*What is needed*. Every line of the data that contains the string "GitCli" must be copied.

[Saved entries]
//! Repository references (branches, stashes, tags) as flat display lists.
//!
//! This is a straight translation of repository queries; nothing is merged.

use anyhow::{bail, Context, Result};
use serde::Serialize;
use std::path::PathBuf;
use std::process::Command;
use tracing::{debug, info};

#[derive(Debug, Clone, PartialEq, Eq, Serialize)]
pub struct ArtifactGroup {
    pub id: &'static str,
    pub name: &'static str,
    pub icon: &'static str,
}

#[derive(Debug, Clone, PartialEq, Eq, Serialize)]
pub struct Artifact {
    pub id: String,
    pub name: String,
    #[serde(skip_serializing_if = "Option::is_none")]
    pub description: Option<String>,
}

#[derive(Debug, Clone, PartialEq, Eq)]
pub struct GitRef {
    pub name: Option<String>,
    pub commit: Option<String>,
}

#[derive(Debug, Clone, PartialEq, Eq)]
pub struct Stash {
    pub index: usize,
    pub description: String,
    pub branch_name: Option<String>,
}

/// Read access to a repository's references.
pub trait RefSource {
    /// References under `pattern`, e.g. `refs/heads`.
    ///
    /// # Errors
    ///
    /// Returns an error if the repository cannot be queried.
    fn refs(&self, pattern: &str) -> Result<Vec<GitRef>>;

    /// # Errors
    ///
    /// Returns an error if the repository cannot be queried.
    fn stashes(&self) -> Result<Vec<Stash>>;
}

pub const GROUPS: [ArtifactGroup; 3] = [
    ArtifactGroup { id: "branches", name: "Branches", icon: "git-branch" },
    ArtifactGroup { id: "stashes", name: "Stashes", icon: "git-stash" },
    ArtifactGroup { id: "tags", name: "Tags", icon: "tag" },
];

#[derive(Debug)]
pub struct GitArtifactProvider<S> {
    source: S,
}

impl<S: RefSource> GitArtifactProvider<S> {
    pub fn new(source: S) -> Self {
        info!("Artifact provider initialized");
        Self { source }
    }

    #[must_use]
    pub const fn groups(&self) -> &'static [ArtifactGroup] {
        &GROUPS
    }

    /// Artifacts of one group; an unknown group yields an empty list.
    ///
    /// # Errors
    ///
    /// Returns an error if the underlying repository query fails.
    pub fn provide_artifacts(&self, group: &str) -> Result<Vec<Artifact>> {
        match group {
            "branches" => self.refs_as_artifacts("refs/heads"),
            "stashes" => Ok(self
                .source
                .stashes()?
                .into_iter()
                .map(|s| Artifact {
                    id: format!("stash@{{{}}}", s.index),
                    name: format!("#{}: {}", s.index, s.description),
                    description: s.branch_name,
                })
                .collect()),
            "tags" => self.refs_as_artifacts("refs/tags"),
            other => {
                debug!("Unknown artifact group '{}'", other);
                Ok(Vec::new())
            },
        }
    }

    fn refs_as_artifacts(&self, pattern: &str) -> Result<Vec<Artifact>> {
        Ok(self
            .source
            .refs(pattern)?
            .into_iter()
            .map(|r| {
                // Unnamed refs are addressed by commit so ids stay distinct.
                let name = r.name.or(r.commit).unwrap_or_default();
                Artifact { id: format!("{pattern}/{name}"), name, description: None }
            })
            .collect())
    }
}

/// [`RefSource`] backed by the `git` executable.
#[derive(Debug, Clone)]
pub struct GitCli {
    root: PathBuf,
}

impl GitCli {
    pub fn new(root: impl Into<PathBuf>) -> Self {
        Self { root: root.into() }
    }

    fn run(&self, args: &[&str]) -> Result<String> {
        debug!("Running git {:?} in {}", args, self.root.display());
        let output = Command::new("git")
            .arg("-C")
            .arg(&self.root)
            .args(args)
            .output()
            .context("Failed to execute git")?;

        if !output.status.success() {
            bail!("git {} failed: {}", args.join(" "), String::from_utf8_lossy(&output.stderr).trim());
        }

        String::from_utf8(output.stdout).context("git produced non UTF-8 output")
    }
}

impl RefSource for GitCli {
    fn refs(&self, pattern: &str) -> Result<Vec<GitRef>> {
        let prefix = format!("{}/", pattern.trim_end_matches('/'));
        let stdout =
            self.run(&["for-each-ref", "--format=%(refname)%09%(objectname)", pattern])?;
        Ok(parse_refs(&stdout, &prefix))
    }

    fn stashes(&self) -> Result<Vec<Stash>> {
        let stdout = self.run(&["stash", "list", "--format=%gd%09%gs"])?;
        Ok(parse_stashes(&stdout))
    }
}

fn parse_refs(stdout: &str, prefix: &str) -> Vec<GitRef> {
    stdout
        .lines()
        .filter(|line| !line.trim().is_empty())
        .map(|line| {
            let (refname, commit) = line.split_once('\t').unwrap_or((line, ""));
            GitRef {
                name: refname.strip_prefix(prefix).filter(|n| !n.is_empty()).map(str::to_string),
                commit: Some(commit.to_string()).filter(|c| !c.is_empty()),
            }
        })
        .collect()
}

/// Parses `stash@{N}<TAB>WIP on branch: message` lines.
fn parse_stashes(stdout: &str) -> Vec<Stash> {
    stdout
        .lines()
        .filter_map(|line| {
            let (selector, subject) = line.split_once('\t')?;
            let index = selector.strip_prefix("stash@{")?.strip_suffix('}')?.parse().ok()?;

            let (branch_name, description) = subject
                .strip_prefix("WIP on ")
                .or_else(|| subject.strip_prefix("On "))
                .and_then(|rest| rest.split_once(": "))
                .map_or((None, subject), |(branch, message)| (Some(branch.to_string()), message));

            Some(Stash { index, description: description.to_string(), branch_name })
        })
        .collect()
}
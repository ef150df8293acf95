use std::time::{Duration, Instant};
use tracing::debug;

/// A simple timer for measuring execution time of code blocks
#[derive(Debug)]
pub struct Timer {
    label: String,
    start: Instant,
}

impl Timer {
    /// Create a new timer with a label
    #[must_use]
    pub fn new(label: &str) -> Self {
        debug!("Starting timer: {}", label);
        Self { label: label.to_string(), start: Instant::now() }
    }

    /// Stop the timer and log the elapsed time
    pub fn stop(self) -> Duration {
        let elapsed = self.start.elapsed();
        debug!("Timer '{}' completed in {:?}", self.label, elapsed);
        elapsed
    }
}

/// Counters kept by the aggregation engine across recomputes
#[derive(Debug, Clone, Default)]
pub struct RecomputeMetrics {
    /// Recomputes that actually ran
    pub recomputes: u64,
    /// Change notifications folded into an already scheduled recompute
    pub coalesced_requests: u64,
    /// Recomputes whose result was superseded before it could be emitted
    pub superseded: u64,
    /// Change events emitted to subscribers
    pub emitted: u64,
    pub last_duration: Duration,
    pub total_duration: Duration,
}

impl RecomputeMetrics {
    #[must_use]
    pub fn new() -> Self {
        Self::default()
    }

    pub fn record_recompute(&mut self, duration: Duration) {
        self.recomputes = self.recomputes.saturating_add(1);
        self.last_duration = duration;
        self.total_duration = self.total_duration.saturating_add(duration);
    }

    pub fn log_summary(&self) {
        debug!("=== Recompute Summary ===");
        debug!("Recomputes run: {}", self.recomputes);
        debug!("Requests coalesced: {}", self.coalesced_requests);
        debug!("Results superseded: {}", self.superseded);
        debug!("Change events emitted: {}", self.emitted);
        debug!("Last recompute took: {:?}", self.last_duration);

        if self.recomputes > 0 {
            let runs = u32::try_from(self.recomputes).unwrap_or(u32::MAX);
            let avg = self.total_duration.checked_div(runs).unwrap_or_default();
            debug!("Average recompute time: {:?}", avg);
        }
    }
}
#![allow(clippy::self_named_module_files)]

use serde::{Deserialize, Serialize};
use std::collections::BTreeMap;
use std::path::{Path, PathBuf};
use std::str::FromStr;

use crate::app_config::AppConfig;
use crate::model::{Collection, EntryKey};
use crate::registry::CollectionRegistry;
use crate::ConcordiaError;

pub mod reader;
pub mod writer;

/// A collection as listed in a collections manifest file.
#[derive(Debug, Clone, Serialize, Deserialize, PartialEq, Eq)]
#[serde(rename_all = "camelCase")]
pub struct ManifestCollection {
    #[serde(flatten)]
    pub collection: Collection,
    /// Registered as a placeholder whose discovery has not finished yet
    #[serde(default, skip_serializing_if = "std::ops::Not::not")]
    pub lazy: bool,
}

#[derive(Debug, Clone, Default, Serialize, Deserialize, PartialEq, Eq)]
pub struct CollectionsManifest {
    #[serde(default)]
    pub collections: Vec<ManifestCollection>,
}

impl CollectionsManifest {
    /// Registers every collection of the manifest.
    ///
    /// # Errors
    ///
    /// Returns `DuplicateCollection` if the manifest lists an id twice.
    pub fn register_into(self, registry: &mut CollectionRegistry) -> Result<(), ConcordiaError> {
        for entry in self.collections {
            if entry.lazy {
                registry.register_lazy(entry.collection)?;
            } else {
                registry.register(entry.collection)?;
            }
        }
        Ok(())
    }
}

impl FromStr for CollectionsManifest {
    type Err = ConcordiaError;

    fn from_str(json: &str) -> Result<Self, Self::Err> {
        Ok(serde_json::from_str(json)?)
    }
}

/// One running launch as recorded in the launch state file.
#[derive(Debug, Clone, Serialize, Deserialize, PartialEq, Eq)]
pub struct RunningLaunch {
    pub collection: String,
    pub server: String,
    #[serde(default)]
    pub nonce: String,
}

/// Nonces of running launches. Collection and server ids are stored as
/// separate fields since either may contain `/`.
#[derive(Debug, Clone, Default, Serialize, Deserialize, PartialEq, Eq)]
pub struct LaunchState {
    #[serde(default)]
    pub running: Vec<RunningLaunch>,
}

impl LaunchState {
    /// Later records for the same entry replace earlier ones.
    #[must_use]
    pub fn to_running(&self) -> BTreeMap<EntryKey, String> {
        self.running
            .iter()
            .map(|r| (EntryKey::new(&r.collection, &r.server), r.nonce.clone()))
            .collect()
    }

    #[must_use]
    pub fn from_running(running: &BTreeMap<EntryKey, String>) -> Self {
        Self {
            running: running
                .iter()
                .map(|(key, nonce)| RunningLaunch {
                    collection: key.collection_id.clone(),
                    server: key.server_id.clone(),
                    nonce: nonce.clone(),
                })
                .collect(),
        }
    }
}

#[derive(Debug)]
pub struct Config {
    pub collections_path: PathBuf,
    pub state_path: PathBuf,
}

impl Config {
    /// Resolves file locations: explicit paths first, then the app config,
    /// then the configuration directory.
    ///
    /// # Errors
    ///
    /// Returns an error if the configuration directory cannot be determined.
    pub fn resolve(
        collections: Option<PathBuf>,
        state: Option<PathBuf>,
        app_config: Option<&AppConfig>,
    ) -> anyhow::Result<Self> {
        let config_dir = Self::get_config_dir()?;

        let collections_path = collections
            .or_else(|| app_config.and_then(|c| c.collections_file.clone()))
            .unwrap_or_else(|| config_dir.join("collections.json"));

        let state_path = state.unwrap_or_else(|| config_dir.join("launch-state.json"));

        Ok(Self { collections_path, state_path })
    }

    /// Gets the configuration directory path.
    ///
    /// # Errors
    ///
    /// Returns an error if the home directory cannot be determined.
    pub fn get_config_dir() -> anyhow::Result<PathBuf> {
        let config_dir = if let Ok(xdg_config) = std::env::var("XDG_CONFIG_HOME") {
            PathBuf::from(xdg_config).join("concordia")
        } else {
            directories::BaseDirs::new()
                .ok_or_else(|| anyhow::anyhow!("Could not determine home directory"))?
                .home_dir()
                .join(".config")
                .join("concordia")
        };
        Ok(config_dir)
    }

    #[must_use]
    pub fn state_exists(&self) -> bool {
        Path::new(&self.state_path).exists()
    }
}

*Your response*.
pub struct GitCli {
impl GitCli {
impl RefSource for GitCli {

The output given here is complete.